Widespread layoffs and workforce restructuring over the last two months have triggered discontent at Coppin State University.

Since the beginning of June, 25 of Coppin’s non-faculty staff members have been let go, with 12 workers at the 52-acre campus laid off, 13 more told that their contracts would not be renewed and 14 vacant positions going unfilled to help meet an annual budget deficit that totals $5.5 million, according to school officials.

The cuts dig deep into the American Federation of State, County and Municipal Workers bargaining unit at Coppin State in an action that Jeff Pittman, of Local 1356, said violates the terms of the school’s contract with the union.

“They are supposed to contact us and meet when they are considering lay-offs, not after the fact,” Pittman told the AFRO.

According to Pittman, 100 Coppin workers are covered by the AFSCME bargaining unit, 92 of whom are active members of Local 1356. The union, along with some faculty members, staged a demonstration protesting the job cuts ten days ago.

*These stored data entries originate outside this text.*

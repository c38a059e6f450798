//! GeoTIFF reading: pixel data, affine transform, band descriptions and
//! nodata handling.
//!
//! Georeferencing comes from `ModelTransformationTag` when present, else from
//! `ModelPixelScaleTag` + `ModelTiepointTag`. Band descriptions are read from
//! GDAL's `GDAL_METADATA` XML tag. Multi-sample images are expected in chunky
//! (pixel-interleaved) layout and are split into one plane per band.
use std::fs::File;
use std::io::BufReader;
use std::path::Path;
use std::sync::OnceLock;

use geo::{AffineTransform, Coord};
use log::debug;
use ndarray::Array3;
use regex::Regex;
use tiff::decoder::{Decoder, DecodingResult, Limits};
use tiff::tags::Tag;

use crate::error::{PipelineError, Result};

/// `GDAL_METADATA` ASCII tag.
pub(crate) const TAG_GDAL_METADATA: u16 = 42112;
/// `GDAL_NODATA` ASCII tag.
pub(crate) const TAG_GDAL_NODATA: u16 = 42113;
/// GeoTIFF `ModelTransformationTag` (4x4 row-major matrix).
pub(crate) const TAG_MODEL_TRANSFORMATION: u16 = 34264;

// ── Affine transform ─────────────────────────────────────────────────────────

/// Pixel ↔ geographic affine transform, GDAL convention:
///   x = c + a·col + b·row
///   y = f + d·col + e·row
#[derive(Debug, Clone, Copy, PartialEq)]
pub struct GeoTransform {
    forward: AffineTransform<f64>,
}

impl GeoTransform {
    /// From a GDAL-ordered geotransform `[c, a, b, f, d, e]`.
    pub fn from_gdal(gt: [f64; 6]) -> Self {
        Self {
            forward: AffineTransform::new(gt[1], gt[2], gt[0], gt[4], gt[5], gt[3]),
        }
    }

    /// North-up transform with square-ish pixels and origin at the top-left corner.
    pub fn north_up(origin_x: f64, origin_y: f64, res_x: f64, res_y: f64) -> Self {
        Self::from_gdal([origin_x, res_x, 0.0, origin_y, 0.0, -res_y.abs()])
    }

    pub fn identity() -> Self {
        Self::from_gdal([0.0, 1.0, 0.0, 0.0, 0.0, 1.0])
    }

    /// Geographic coordinate of the (fractional) pixel position.
    pub fn to_geo(&self, col: f64, row: f64) -> (f64, f64) {
        let c = self.forward.apply(Coord { x: col, y: row });
        (c.x, c.y)
    }

    /// Fractional `(col, row)` of a geographic coordinate.
    /// `None` for a singular transform.
    pub fn to_pixel(&self, x: f64, y: f64) -> Option<(f64, f64)> {
        let inverse = self.forward.inverse()?;
        let c = inverse.apply(Coord { x, y });
        Some((c.x, c.y))
    }
}

// ── GeoTIFF decoding ─────────────────────────────────────────────────────────

/// One decoded raster file.
#[derive(Debug, Clone)]
pub struct RasterData {
    /// `(bands, rows, cols)`.
    pub data: Array3<f32>,
    /// Per-band description, when the file carries one.
    pub descriptions: Vec<Option<String>>,
    pub transform: Option<GeoTransform>,
    pub nodata: Option<f64>,
}

impl RasterData {
    pub fn band_count(&self) -> usize {
        self.data.shape()[0]
    }

    pub fn rows(&self) -> usize {
        self.data.shape()[1]
    }

    pub fn cols(&self) -> usize {
        self.data.shape()[2]
    }
}

/// Decode a GeoTIFF. Values equal to the `GDAL_NODATA` value become NaN.
pub fn read_geotiff(path: &Path) -> Result<RasterData> {
    let mut raster = read_geotiff_raw(path)?;
    raster.mask_nodata();
    Ok(raster)
}

/// Decode a GeoTIFF keeping nodata pixels at their stored value.
pub fn read_geotiff_raw(path: &Path) -> Result<RasterData> {
    let file = File::open(path)?;
    let mut decoder = Decoder::new(BufReader::new(file))?.with_limits(Limits::unlimited());

    let (width, height) = decoder.dimensions()?;
    let (cols, rows) = (width as usize, height as usize);

    let transform = read_transform(&mut decoder)?;
    let nodata = read_ascii_tag(&mut decoder, TAG_GDAL_NODATA)?
        .and_then(|s| s.trim().trim_end_matches('\0').parse::<f64>().ok());
    let metadata = read_ascii_tag(&mut decoder, TAG_GDAL_METADATA)?;

    let samples: Vec<f32> = match decoder.read_image()? {
        DecodingResult::U8(v) => v.into_iter().map(f32::from).collect(),
        DecodingResult::U16(v) => v.into_iter().map(f32::from).collect(),
        DecodingResult::U32(v) => v.into_iter().map(|x| x as f32).collect(),
        DecodingResult::U64(v) => v.into_iter().map(|x| x as f32).collect(),
        DecodingResult::I8(v) => v.into_iter().map(f32::from).collect(),
        DecodingResult::I16(v) => v.into_iter().map(f32::from).collect(),
        DecodingResult::I32(v) => v.into_iter().map(|x| x as f32).collect(),
        DecodingResult::I64(v) => v.into_iter().map(|x| x as f32).collect(),
        DecodingResult::F32(v) => v,
        DecodingResult::F64(v) => v.into_iter().map(|x| x as f32).collect(),
        #[allow(unreachable_patterns)]
        _ => return Err(PipelineError::UnsupportedPixelFormat(path.to_path_buf())),
    };

    let pixels = rows * cols;
    if pixels == 0 || samples.len() % pixels != 0 {
        return Err(PipelineError::UnsupportedPixelFormat(path.to_path_buf()));
    }
    let n_bands = samples.len() / pixels;

    // Chunky layout: sample b of pixel p sits at p * n_bands + b.
    let data = Array3::from_shape_fn((n_bands, rows, cols), |(b, r, c)| {
        samples[(r * cols + c) * n_bands + b]
    });

    let descriptions = metadata
        .as_deref()
        .map(|xml| parse_band_descriptions(xml, n_bands))
        .unwrap_or_else(|| vec![None; n_bands]);

    debug!(
        "read {}: {} band(s), {}x{}, nodata={:?}",
        path.display(),
        n_bands,
        rows,
        cols,
        nodata
    );

    Ok(RasterData {
        data,
        descriptions,
        transform,
        nodata,
    })
}

impl RasterData {
    /// Replace nodata pixels with NaN. Samples are compared in f32, the
    /// precision they were decoded to.
    pub fn mask_nodata(&mut self) {
        let Some(nd) = self.nodata else {
            return;
        };
        let nd = nd as f32;
        self.data.mapv_inplace(|v| {
            if v == nd || (nd.is_nan() && v.is_nan()) {
                f32::NAN
            } else {
                v
            }
        });
    }
}

fn read_ascii_tag<R: std::io::Read + std::io::Seek>(
    decoder: &mut Decoder<R>,
    tag: u16,
) -> Result<Option<String>> {
    match decoder.find_tag(Tag::from_u16_exhaustive(tag))? {
        Some(value) => Ok(Some(value.into_string()?)),
        None => Ok(None),
    }
}

fn read_transform<R: std::io::Read + std::io::Seek>(
    decoder: &mut Decoder<R>,
) -> Result<Option<GeoTransform>> {
    if let Some(value) = decoder.find_tag(Tag::from_u16_exhaustive(TAG_MODEL_TRANSFORMATION))? {
        let m = value.into_f64_vec()?;
        if m.len() >= 8 {
            return Ok(Some(GeoTransform::from_gdal([m[3], m[0], m[1], m[7], m[4], m[5]])));
        }
    }

    let scale = match decoder.find_tag(Tag::ModelPixelScaleTag)? {
        Some(v) => v.into_f64_vec()?,
        None => return Ok(None),
    };
    let tie = match decoder.find_tag(Tag::ModelTiepointTag)? {
        Some(v) => v.into_f64_vec()?,
        None => return Ok(None),
    };
    if scale.len() < 2 || tie.len() < 6 {
        return Ok(None);
    }

    // Tiepoint (i, j, k, x, y, z) anchors raster (i, j) at model (x, y).
    let (i, j, x, y) = (tie[0], tie[1], tie[3], tie[4]);
    let (sx, sy) = (scale[0], scale[1]);
    Ok(Some(GeoTransform::from_gdal([
        x - i * sx,
        sx,
        0.0,
        y + j * sy,
        0.0,
        -sy,
    ])))
}

static ITEM_RE: OnceLock<Regex> = OnceLock::new();
static SAMPLE_RE: OnceLock<Regex> = OnceLock::new();

/// Pull `DESCRIPTION` items out of a `GDAL_METADATA` document.
///
/// `<Item name="DESCRIPTION" sample="0" role="description">red</Item>`
fn parse_band_descriptions(xml: &str, n_bands: usize) -> Vec<Option<String>> {
    let mut out = vec![None; n_bands];
    let item = ITEM_RE.get_or_init(|| {
        Regex::new(r#"<Item\s+([^>]*)>([^<]*)</Item>"#).expect("static regex")
    });
    let sample = SAMPLE_RE.get_or_init(|| Regex::new(r#"sample="(\d+)""#).expect("static regex"));

    for cap in item.captures_iter(xml) {
        let attrs = &cap[1];
        if !attrs.contains(r#"name="DESCRIPTION""#) {
            continue;
        }
        let Some(idx) = sample
            .captures(attrs)
            .and_then(|c| c[1].parse::<usize>().ok())
        else {
            continue;
        };
        let text = cap[2].trim();
        if idx < n_bands && !text.is_empty() {
            out[idx] = Some(text.to_string());
        }
    }
    out
}
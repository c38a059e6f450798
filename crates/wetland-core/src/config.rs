//! Pipeline configuration: raster sources, normalization rules and sampling
//! parameters. Loaded from JSON; defaults follow the NYS wetland setup.
use std::collections::{BTreeMap, HashSet};
use std::fs;
use std::path::Path;

use serde::{Deserialize, Serialize};

use crate::error::{PipelineError, Result};
use crate::normalization::NormalizationRule;

/// One raster input. `path_pattern` is a glob with a `{tile}` placeholder,
/// resolved relative to the data root.
#[derive(Debug, Clone, PartialEq, Serialize, Deserialize)]
pub struct RasterSource {
    pub name: String,
    pub path_pattern: String,
    /// Explicit band names; `None` reads them from the raster itself.
    #[serde(default)]
    pub bands: Option<Vec<String>>,
}

impl RasterSource {
    pub fn new(name: &str, path_pattern: &str, bands: Option<&[&str]>) -> Self {
        Self {
            name: name.to_string(),
            path_pattern: path_pattern.to_string(),
            bands: bands.map(|b| b.iter().map(|s| s.to_string()).collect()),
        }
    }

    /// Pattern with the tile id substituted.
    pub fn pattern_for(&self, tile_id: &str) -> String {
        fill_placeholders(&self.path_pattern, None, tile_id)
    }
}

/// Substitute `{tile}` (or the legacy `{huc}`) and `{cluster}`.
pub fn fill_placeholders(pattern: &str, cluster: Option<&str>, tile_id: &str) -> String {
    let mut out = pattern.replace("{tile}", tile_id).replace("{huc}", tile_id);
    if let Some(cluster) = cluster {
        out = out.replace("{cluster}", cluster);
    }
    out
}

#[derive(Debug, Clone, Serialize, Deserialize)]
#[serde(default)]
pub struct PipelineConfig {
    /// Square patch edge in pixels.
    pub patch_size: usize,
    /// Maximum centroid jitter in pixels, applied on both axes.
    pub max_offset: i64,
    /// Target number of label-free background patches per tile.
    pub background_patches: usize,
    /// Fraction of patches held out for validation.
    pub val_split: f64,
    pub random_seed: u64,
    pub num_classes: usize,
    pub class_names: Vec<String>,
    /// Vector class attribute value -> label code.
    pub class_map: BTreeMap<String, u8>,
    /// Feature property holding the class attribute.
    pub class_field: String,
    /// Ordered raster inputs; stacking order follows this list.
    pub raster_inputs: Vec<RasterSource>,
    /// Explicit rules by band name. Unlisted bands fall back to min-max.
    pub normalization_rules: BTreeMap<String, NormalizationRule>,
    /// Label grid location, placeholders `{cluster}` and `{tile}`.
    pub labels_pattern: String,
    /// Polygon GeoJSON location, placeholders `{cluster}` and `{tile}`.
    pub polygons_pattern: String,
}

impl Default for PipelineConfig {
    fn default() -> Self {
        let divide = |value| NormalizationRule::Divide { value };
        let shift_scale = NormalizationRule::ShiftScale { shift: 1.0, scale: 2.0 };
        let normalization_rules = BTreeMap::from([
            ("r".to_string(), divide(255.0)),
            ("g".to_string(), divide(255.0)),
            ("b".to_string(), divide(255.0)),
            ("nir".to_string(), divide(255.0)),
            ("ndvi".to_string(), shift_scale),
            ("ndwi".to_string(), shift_scale),
            ("Geomorph_5m".to_string(), divide(10.0)),
        ]);

        Self {
            patch_size: 256,
            max_offset: 32,
            background_patches: 120,
            val_split: 0.2,
            random_seed: 42,
            num_classes: 5,
            class_names: ["Background", "EMW", "FSW", "SSW", "OWW"]
                .iter()
                .map(|s| s.to_string())
                .collect(),
            class_map: BTreeMap::from([
                ("EMW".to_string(), 1),
                ("FSW".to_string(), 2),
                ("SSW".to_string(), 3),
                ("OWW".to_string(), 4),
            ]),
            class_field: "wetland_type".to_string(),
            raster_inputs: vec![
                RasterSource::new("naip", "Data/NAIP/HUC_NAIP_Processed/*{tile}*.tif", None),
                RasterSource::new("dem", "Data/TerrainProcessed/HUC_DEMs/*{tile}.tif", Some(&["dem"][..])),
                RasterSource::new("chm", "Data/CHMs/HUC_CHMs/*{tile}*.tif", Some(&["chm"][..])),
                RasterSource::new(
                    "terrain",
                    "Data/TerrainProcessed/HUC_TerrainMetrics/*{tile}*5m.tif",
                    None,
                ),
            ],
            normalization_rules,
            labels_pattern: "Data/Training_Data/cluster_{cluster}_huc_{tile}_labels.tif".to_string(),
            polygons_pattern: "Data/Training_Data/HUC_Extracted_Training_Data/*{tile}*.geojson"
                .to_string(),
        }
    }
}

impl PipelineConfig {
    /// Read a JSON config; missing keys take their default values.
    pub fn load(path: &Path) -> Result<Self> {
        let text = fs::read_to_string(path)?;
        let config: PipelineConfig = serde_json::from_str(&text)?;
        config.validate()?;
        Ok(config)
    }

    pub fn validate(&self) -> Result<()> {
        if self.patch_size == 0 {
            return Err(PipelineError::InvalidConfig("patch_size must be positive".into()));
        }
        if self.max_offset < 0 {
            return Err(PipelineError::InvalidConfig("max_offset must not be negative".into()));
        }
        if !(self.val_split > 0.0 && self.val_split < 1.0) {
            return Err(PipelineError::InvalidConfig(format!(
                "val_split must lie in (0, 1), got {}",
                self.val_split
            )));
        }
        if self.raster_inputs.is_empty() {
            return Err(PipelineError::InvalidConfig("no raster inputs configured".into()));
        }
        let mut seen = HashSet::new();
        for source in &self.raster_inputs {
            if !seen.insert(source.name.as_str()) {
                return Err(PipelineError::InvalidConfig(format!(
                    "raster source '{}' listed twice",
                    source.name
                )));
            }
        }
        for (band, rule) in &self.normalization_rules {
            let bad = match *rule {
                NormalizationRule::Divide { value } => !(value > 0.0 && value.is_finite()),
                NormalizationRule::ShiftScale { shift, scale } => {
                    !(scale > 0.0 && scale.is_finite() && shift.is_finite())
                }
                NormalizationRule::MinMax { min, max } => !(min.is_finite() && max.is_finite()),
            };
            if bad {
                return Err(PipelineError::InvalidConfig(format!(
                    "normalization rule for '{band}' needs a positive, finite divisor"
                )));
            }
        }
        if self.class_names.len() != self.num_classes {
            return Err(PipelineError::InvalidConfig(format!(
                "{} class names for {} classes",
                self.class_names.len(),
                self.num_classes
            )));
        }
        Ok(())
    }
}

“I feel like I’ve been left out in the cold,” said Kevin A. Carr, who was laid off from his position as customer service coordinator in the Office of Records and Registration.

“A staff member and I were meeting with the human resources director and we asked who would be next on the list. Unfortunately, she had to say it was me,” said Carr.

Carr became a student at Coppin State University in 1999 and began to work for his alma mater in 2004. He has made his living for the past 11 years working in various positions for the university.

Prior to spending five years in the records and registration department, Carr served as assistant director of alumni relations and worked in the school of education as a coordinator and liaison for urban education, all positions that are “important links” for students and the university, he said.

“They’re just rolling dice. There isn’t really any real strategy in mind,” said Dennis Roberts, about the range of positions that have been cut which include Roberts’ job as campus videographer and that of the supervisor of the housekeeping department.

“If they have to balance the budget I want them to stop balancing it on the backs of the faculty and staff. Why not reduce the number of hours and somehow not impact people’s lives in such a negative fashion?”

Coppin State President Reginald S. Avery, who has led the institution since 2008, says the layoffs are a necessary tool to keep the university moving forward through the financial crisis.

“No one wants to go through any layoffs at all,” Avery said to the AFRO. “Certainly, as president, I didn’t want to do this but as I talked to my finance person and others, we just had to do something because we were in a situation where we had to lay off certain people. It’s never a good thing to have to do that.”

William E. Kirwan, chancellor of the University System of Maryland (USM), says the tough financial choices Coppin has made are in no way “unique” to the university.

“The state doesn’t have enough resources to fully meet all the expenditures needed by our institutions,” said Kirwan. “We’ve had to make some budget adjustments and budgets cuts have been needed, not just at Coppin, but at all of our institutions in order to balance our budgets.”

“There are realities that have to be addressed and they appear to have done a very good job in protecting the academic enterprise, and targeting these painful cuts to areas that would have the least impact on students,” said Kirwan.

The explanation doesn’t go down too well with rank-and-file employees at Coppin who have eluded the budget axe. “In the past when people have been let go, they’ve been given some opportunity- maybe like a two-week notice kind of thing, or even a few days,” said James A. Brown, performing arts specialist and supervisor for the campus auditorium. “Now, they’re literally telling people in the morning that it is their last day that day.”

“We just don’t need to be working under these conditions without knowing exactly what the administration’s plans are,” said Brown, who has worked at Coppin for 17 years as a contract worker and as a full and part-time employee. “Coppin, over the last ten years, has not been anywhere near one hundred percent when it comes to staffing, and here we are again, talking about reducing staff. If we haven’t been operating at 100 percent, maybe at 85 percent, where are we headed?”

Director of University Relations Tiffany Jones says the prospect of layoffs has been discussed in town hall meetings on campus and in budget advisory committee forums that included faculty and non-teaching staff members, students, university vice presidents, and other administrators.

“We did discuss the possibility of the kinds of lay-offs that have come to fruition at this point,” said Avery. “I want an open system and I want to make sure that everybody understands why we’re doing things on this campus whether it’s laying off people or making non-personnel changes.”

Sixty-five percent of the budget goes towards wages and benefits, according to documents released by Jones, with the other 35 percent paying for utilities and capital debt payments. Avery says that the budget advisory committee will meet this month to begin working on the 2013 fiscal year budget.

“This is very important because we get a sense what kinds of things we need to correct and what kinds of things we need to address,” said Avery.